What you should do: Reproduce the data below line by line, from its first line to the line with "pub struct AttachedGroupsResponse", both included, and nothing past that point.

:: Dataset content

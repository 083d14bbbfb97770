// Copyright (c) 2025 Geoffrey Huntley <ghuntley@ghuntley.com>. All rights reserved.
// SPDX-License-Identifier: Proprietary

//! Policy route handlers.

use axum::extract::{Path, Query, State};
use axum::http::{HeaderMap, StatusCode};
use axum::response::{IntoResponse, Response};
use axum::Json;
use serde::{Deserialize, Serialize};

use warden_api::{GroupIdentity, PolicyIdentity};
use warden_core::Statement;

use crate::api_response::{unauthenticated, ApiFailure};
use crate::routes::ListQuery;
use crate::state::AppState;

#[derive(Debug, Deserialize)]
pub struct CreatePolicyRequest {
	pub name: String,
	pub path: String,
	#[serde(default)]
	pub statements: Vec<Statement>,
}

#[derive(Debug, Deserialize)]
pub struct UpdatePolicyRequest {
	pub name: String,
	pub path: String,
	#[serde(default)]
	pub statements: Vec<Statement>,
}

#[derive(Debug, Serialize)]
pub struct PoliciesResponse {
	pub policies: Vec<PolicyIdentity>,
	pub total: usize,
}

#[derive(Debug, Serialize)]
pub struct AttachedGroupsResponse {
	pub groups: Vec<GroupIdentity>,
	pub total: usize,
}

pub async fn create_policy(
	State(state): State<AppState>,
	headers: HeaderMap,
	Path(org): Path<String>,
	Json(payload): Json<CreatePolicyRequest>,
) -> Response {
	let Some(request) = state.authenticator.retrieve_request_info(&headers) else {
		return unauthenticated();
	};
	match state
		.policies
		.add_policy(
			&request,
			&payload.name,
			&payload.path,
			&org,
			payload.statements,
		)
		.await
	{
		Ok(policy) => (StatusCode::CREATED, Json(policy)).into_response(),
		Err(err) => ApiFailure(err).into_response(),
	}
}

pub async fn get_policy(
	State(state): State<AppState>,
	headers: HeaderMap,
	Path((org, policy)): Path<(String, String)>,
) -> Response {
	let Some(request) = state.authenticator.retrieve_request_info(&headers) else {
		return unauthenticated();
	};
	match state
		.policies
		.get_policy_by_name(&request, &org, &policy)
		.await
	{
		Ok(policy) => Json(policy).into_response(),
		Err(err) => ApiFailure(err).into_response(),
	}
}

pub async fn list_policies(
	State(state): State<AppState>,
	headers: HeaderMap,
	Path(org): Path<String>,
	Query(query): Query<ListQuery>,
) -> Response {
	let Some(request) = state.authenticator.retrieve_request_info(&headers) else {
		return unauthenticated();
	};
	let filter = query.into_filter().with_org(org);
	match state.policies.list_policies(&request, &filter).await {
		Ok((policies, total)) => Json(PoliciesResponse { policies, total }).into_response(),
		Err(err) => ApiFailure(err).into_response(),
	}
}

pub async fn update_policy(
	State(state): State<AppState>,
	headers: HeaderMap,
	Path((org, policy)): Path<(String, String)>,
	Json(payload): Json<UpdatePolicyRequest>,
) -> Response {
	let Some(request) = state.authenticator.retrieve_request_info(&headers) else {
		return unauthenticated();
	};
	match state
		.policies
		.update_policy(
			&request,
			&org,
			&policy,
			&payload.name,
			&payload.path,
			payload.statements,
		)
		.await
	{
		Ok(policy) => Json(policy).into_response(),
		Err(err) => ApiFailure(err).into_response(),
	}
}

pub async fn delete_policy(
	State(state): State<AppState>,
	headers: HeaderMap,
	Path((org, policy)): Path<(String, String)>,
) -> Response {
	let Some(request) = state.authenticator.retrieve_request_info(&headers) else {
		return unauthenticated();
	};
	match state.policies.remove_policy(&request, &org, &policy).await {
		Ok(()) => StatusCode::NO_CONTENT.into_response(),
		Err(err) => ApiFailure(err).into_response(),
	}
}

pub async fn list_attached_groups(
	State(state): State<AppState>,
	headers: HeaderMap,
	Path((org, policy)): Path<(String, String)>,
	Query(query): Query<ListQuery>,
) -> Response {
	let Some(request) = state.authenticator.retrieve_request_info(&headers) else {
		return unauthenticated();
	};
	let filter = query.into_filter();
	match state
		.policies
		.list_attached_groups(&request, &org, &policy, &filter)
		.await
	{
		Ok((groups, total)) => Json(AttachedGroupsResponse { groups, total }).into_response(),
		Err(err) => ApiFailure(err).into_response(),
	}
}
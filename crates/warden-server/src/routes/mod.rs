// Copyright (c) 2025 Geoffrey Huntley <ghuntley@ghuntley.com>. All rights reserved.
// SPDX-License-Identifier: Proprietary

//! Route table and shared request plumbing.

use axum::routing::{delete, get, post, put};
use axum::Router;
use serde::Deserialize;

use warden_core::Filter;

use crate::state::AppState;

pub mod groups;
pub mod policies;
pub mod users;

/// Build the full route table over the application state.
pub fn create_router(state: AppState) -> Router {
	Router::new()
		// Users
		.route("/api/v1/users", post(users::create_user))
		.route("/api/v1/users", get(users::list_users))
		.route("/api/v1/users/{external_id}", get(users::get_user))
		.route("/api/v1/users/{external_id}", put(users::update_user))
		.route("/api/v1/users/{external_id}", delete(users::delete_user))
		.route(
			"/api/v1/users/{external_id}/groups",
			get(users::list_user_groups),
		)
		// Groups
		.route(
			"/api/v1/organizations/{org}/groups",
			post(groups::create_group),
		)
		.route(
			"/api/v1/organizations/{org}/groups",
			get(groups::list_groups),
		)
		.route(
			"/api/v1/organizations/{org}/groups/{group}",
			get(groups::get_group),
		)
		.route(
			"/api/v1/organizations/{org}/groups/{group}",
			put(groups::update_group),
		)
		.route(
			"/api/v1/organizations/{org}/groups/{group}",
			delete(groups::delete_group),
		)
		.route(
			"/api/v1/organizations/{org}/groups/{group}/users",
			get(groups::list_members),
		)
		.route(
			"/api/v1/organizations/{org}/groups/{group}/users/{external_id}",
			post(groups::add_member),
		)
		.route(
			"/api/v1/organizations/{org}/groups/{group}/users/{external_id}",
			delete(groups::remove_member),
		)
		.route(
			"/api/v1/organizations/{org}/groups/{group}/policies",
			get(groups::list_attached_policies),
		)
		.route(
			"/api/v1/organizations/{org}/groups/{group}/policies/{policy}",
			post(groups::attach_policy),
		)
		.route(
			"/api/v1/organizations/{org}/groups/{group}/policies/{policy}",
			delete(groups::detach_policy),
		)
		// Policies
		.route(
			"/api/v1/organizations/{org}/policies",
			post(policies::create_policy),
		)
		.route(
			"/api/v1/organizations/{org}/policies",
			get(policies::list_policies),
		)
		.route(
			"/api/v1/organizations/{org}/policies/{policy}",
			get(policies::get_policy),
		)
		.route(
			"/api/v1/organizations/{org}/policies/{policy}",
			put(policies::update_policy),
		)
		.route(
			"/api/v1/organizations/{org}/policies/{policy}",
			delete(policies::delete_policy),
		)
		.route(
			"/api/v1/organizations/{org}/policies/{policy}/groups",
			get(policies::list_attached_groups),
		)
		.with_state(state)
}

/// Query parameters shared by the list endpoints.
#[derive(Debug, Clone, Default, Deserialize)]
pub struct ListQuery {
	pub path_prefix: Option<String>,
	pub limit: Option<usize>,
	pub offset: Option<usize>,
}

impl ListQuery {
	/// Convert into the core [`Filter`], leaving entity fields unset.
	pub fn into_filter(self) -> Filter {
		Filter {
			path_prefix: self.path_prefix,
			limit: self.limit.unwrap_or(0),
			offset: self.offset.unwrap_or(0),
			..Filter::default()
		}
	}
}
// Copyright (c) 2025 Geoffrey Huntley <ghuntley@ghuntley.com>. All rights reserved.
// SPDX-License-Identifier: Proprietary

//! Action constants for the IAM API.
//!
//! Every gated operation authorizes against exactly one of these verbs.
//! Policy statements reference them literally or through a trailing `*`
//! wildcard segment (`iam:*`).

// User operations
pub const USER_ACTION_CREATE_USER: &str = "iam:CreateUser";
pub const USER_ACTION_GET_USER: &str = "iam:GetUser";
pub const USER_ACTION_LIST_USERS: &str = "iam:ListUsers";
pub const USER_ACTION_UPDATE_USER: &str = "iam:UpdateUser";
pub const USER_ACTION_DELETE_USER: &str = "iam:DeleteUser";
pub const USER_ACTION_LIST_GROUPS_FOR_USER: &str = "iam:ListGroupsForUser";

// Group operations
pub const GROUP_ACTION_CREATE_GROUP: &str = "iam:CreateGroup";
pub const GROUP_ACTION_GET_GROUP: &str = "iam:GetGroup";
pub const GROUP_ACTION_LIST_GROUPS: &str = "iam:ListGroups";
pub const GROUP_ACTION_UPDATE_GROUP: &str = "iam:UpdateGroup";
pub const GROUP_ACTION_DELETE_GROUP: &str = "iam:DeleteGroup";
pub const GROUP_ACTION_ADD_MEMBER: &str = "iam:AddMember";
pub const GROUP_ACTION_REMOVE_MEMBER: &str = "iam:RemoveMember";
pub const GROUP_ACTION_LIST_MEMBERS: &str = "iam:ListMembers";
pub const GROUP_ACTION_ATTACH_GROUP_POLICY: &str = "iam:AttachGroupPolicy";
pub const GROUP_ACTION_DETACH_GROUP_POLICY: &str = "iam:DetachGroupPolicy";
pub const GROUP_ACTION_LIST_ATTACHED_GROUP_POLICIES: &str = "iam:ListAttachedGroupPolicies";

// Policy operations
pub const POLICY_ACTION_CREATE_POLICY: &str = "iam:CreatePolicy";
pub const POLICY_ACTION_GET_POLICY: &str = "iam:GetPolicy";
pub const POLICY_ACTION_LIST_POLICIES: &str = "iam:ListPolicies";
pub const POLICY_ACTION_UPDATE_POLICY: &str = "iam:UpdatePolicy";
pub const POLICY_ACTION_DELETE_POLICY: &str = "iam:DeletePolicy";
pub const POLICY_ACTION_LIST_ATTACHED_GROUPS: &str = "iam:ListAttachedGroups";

::::

Expected output:
repository 083d14bbbfb97770
// Copyright (c) 2025 Geoffrey Huntley <ghuntley@ghuntley.com>. All rights reserved.
// SPDX-License-Identifier: Proprietary

//! Policy route handlers.

use axum::extract::{Path, Query, State};
use axum::http::{HeaderMap, StatusCode};
use axum::response::{IntoResponse, Response};
use axum::Json;
use serde::{Deserialize, Serialize};

use warden_api::{GroupIdentity, PolicyIdentity};
use warden_core::Statement;

use crate::api_response::{unauthenticated, ApiFailure};
use crate::routes::ListQuery;
use crate::state::AppState;

#[derive(Debug, Deserialize)]
pub struct CreatePolicyRequest {
	pub name: String,
	pub path: String,
	#[serde(default)]
	pub statements: Vec<Statement>,
}

#[derive(Debug, Deserialize)]
pub struct UpdatePolicyRequest {
	pub name: String,
	pub path: String,
	#[serde(default)]
	pub statements: Vec<Statement>,
}

#[derive(Debug, Serialize)]
pub struct PoliciesResponse {
	pub policies: Vec<PolicyIdentity>,
	pub total: usize,
}

#[derive(Debug, Serialize)]
pub struct AttachedGroupsResponse {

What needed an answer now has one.